Site icon R-bloggers

Comparison of Partition Around Medoid R programming Implementations

[This article was first published on mlampros, and kindly contributed to R-bloggers]. (You can report issue about the content on this page here)
Want to share your content on R-bloggers? click here if you have a blog, or here if you don't.

Back in September 2016 I implemented the ClusterR package.
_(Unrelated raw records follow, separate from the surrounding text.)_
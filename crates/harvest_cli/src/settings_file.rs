use std::fs;
use std::io;
use std::path::{Path, PathBuf};

use anyhow::{Context, Result};
use engine_logging::{engine_debug, engine_info};
use harvest_engine::{AtomicFileWriter, HarvestSettings};

/// Picked up from the working directory when `--config` is not given.
pub(crate) const DEFAULT_SETTINGS_FILENAME: &str = "harvest.ron";

/// Settings from `path`, or from `./harvest.ron` if present, or defaults.
///
/// An explicitly named file must exist; the implicit one is optional.
pub(crate) fn load_settings(path: Option<&Path>) -> Result<HarvestSettings> {
    let (path, explicit) = match path {
        Some(path) => (path.to_path_buf(), true),
        None => (PathBuf::from(DEFAULT_SETTINGS_FILENAME), false),
    };

    let content = match fs::read_to_string(&path) {
        Ok(text) => text,
        Err(err) if err.kind() == io::ErrorKind::NotFound && !explicit => {
            engine_debug!("no settings file at {:?}; using defaults", path);
            return Ok(HarvestSettings::default());
        }
        Err(err) => {
            return Err(err).with_context(|| format!("failed to read settings from {:?}", path))
        }
    };

    let settings = parse_settings(&content)
        .with_context(|| format!("failed to parse settings from {:?}", path))?;
    engine_info!("loaded settings from {:?}", path);
    Ok(settings)
}

pub(crate) fn parse_settings(content: &str) -> Result<HarvestSettings> {
    let settings: HarvestSettings = ron::from_str(content)?;
    settings.validate()?;
    Ok(settings)
}

pub(crate) fn render_settings(settings: &HarvestSettings) -> Result<String> {
    let pretty = ron::ser::PrettyConfig::new();
    Ok(ron::ser::to_string_pretty(settings, pretty)?)
}

/// Writes `settings` to `path` through a temp file and a rename.
pub(crate) fn save_settings(path: &Path, settings: &HarvestSettings) -> Result<PathBuf> {
    let content = render_settings(settings)?;
    let dir = path
        .parent()
        .filter(|p| !p.as_os_str().is_empty())
        .map(Path::to_path_buf)
        .unwrap_or_else(|| PathBuf::from("."));
    let filename = path
        .file_name()
        .and_then(|name| name.to_str())
        .with_context(|| format!("settings path {:?} has no file name", path))?;

    let written = AtomicFileWriter::new(dir).write(filename, content.as_bytes())?;
    engine_info!("settings written to {:?}", written);
    Ok(written)
}
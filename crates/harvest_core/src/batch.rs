//! Checkpointed batch processing as a pure state machine.
//!
//! The driver feeds [`BatchMsg`]s into [`update`] and executes the returned
//! [`BatchEffect`]s in order. Records below the resume offset were finished by
//! an earlier run and are never processed again.

#[derive(Debug, Clone, Copy, PartialEq, Eq, Default)]
pub enum BatchPhase {
    #[default]
    Idle,
    Running,
    /// Every record is processed; waiting for the final output to be written.
    Finishing,
    Finished,
    /// Stopped early; the checkpoint is left for the next run.
    Aborted,
}

#[derive(Debug, Clone, PartialEq, Eq)]
pub enum BatchMsg {
    Start,
    RecordDone { index: usize },
    /// Processing, checkpoint append or output write failed.
    Failed { reason: String },
    Cancelled,
    OutputWritten,
}

#[derive(Debug, Clone, PartialEq, Eq)]
pub enum BatchEffect {
    Process { index: usize },
    /// Durably append the results of these records before continuing.
    AppendCheckpoint { indices: Vec<usize> },
    WriteOutput,
    ClearCheckpoint,
}

#[derive(Debug, Clone, PartialEq, Eq)]
pub struct BatchState {
    total: usize,
    resume_offset: usize,
    checkpoint_every: usize,
    next: usize,
    unflushed: Vec<usize>,
    processed_now: usize,
    phase: BatchPhase,
    failure: Option<String>,
}

impl BatchState {
    pub fn new(total: usize, resume_offset: usize, checkpoint_every: usize) -> Self {
        let resume_offset = resume_offset.min(total);
        Self {
            total,
            resume_offset,
            checkpoint_every: checkpoint_every.max(1),
            next: resume_offset,
            unflushed: Vec::new(),
            processed_now: 0,
            phase: BatchPhase::Idle,
            failure: None,
        }
    }

    pub fn phase(&self) -> BatchPhase {
        self.phase
    }

    pub fn total(&self) -> usize {
        self.total
    }

    pub fn resume_offset(&self) -> usize {
        self.resume_offset
    }

    /// Records processed by this run, excluding resumed ones.
    pub fn processed_now(&self) -> usize {
        self.processed_now
    }

    /// Records processed but not yet in the checkpoint.
    pub fn unflushed(&self) -> &[usize] {
        &self.unflushed
    }

    pub fn failure(&self) -> Option<&str> {
        self.failure.as_deref()
    }

    fn advance(&mut self) -> BatchEffect {
        if self.next < self.total {
            BatchEffect::Process { index: self.next }
        } else {
            self.phase = BatchPhase::Finishing;
            BatchEffect::WriteOutput
        }
    }
}

/// Applies a message to the batch state and returns the effects to run.
pub fn update(mut state: BatchState, msg: BatchMsg) -> (BatchState, Vec<BatchEffect>) {
    let effects = match msg {
        BatchMsg::Start => {
            if state.phase != BatchPhase::Idle {
                return (state, Vec::new());
            }
            state.phase = BatchPhase::Running;
            vec![state.advance()]
        }
        BatchMsg::RecordDone { index } => {
            if state.phase != BatchPhase::Running || index != state.next {
                return (state, Vec::new());
            }
            state.next += 1;
            state.processed_now += 1;
            state.unflushed.push(index);

            let mut effects = Vec::with_capacity(2);
            // Flush on absolute position so a resumed run keeps the same cadence.
            if state.next < state.total && state.next % state.checkpoint_every == 0 {
                effects.push(BatchEffect::AppendCheckpoint {
                    indices: std::mem::take(&mut state.unflushed),
                });
            }
            effects.push(state.advance());
            effects
        }
        BatchMsg::Failed { reason } => {
            if matches!(state.phase, BatchPhase::Running | BatchPhase::Finishing) {
                state.phase = BatchPhase::Aborted;
                state.failure = Some(reason);
            }
            Vec::new()
        }
        BatchMsg::Cancelled => {
            if matches!(state.phase, BatchPhase::Idle | BatchPhase::Running) {
                state.phase = BatchPhase::Aborted;
                state.failure = Some("cancelled".to_string());
            }
            Vec::new()
        }
        BatchMsg::OutputWritten => {
            if state.phase != BatchPhase::Finishing {
                return (state, Vec::new());
            }
            state.phase = BatchPhase::Finished;
            state.unflushed.clear();
            vec![BatchEffect::ClearCheckpoint]
        }
    };

    (state, effects)
}
#![deny(missing_docs)]
//! Shared logging utilities for the harvest workspace.
//!
//! This crate provides the `engine_*` logging macros used by the core, the
//! engine and the CLI, plus a minimal test initializer for the global logger.
//! Every macro forwards to the `log` facade, so the binary decides where
//! records end up.

/// Logs a trace-level message using the global logging facade.
#[macro_export]
macro_rules! engine_trace {
    ($($arg:tt)*) => {{
        log::trace!($($arg)*);
    }};
}

/// Logs an info-level message using the global logging facade.
#[macro_export]
macro_rules! engine_info {
    ($($arg:tt)*) => {{
        log::info!($($arg)*);
    }};
}

/// Logs a debug-level message using the global logging facade.
#[macro_export]
macro_rules! engine_debug {
    ($($arg:tt)*) => {{
        log::debug!($($arg)*);
    }};
}

/// Logs a warn-level message using the global logging facade.
#[macro_export]
macro_rules! engine_warn {
    ($($arg:tt)*) => {{
        log::warn!($($arg)*);
    }};
}

/// Logs an error-level message using the global logging facade.
#[macro_export]
macro_rules! engine_error {
    ($($arg:tt)*) => {{
        log::error!($($arg)*);
    }};
}

/// Initializes a terminal logger for use in tests.
///
/// Harvest tests exercise retry and skip paths whose only visible trace is a
/// log line, so the level is `Debug` in debug builds. This safely no-ops if
/// another logger has already been initialized.
pub fn initialize_for_tests() {
    use simplelog::{ColorChoice, CombinedLogger, ConfigBuilder, TermLogger, TerminalMode};

    let level = if cfg!(debug_assertions) {
        log::LevelFilter::Debug
    } else {
        log::LevelFilter::Info
    };

    let config = ConfigBuilder::new()
        .set_target_level(log::LevelFilter::Error)
        .build();

    // Ignore the error if a logger was already set by another test.
    let _ = CombinedLogger::init(vec![TermLogger::new(
        level,
        config,
        TerminalMode::Mixed,
        ColorChoice::Never,
    )]);
}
One of the algorithms included in ClusterR was the ‘Partition Around Medoids’ (Cluster_Medoids) algorithm which was based on the paper “Anja Struyf, Mia Hubert, Peter J. Rousseeuw, (Feb. 1997), Clustering in an Object-Oriented Environment, Journal of Statistical Software, Vol 1, Issue 4” (at that time I didn’t have access to the book of Kaufman and Rousseeuw, Finding Groups in Data (1990) where the exact algorithm was described), thus I implemented the code and compared my results with the output of the cluster::pam() function, which was available at that time. Thus, my method was not an exact but an approximate one. Recently, a user of the ClusterR package opened an issue mentioning that the results were not optimal compared to the cluster::pam() function and this allowed me to go through my code once again and also to compare my results to new R packages that were not existent at that time. Most of these R packages include a new version of the ‘Partition Around Medoids’ algorithm, “Erich Schubert, Peter J. Rousseeuw,”Faster k-Medoids Clustering: Improving the PAM, CLARA, and CLARANS Algorithms” 2019, <doi:10.1007/978-3-030-32047-8_16>”.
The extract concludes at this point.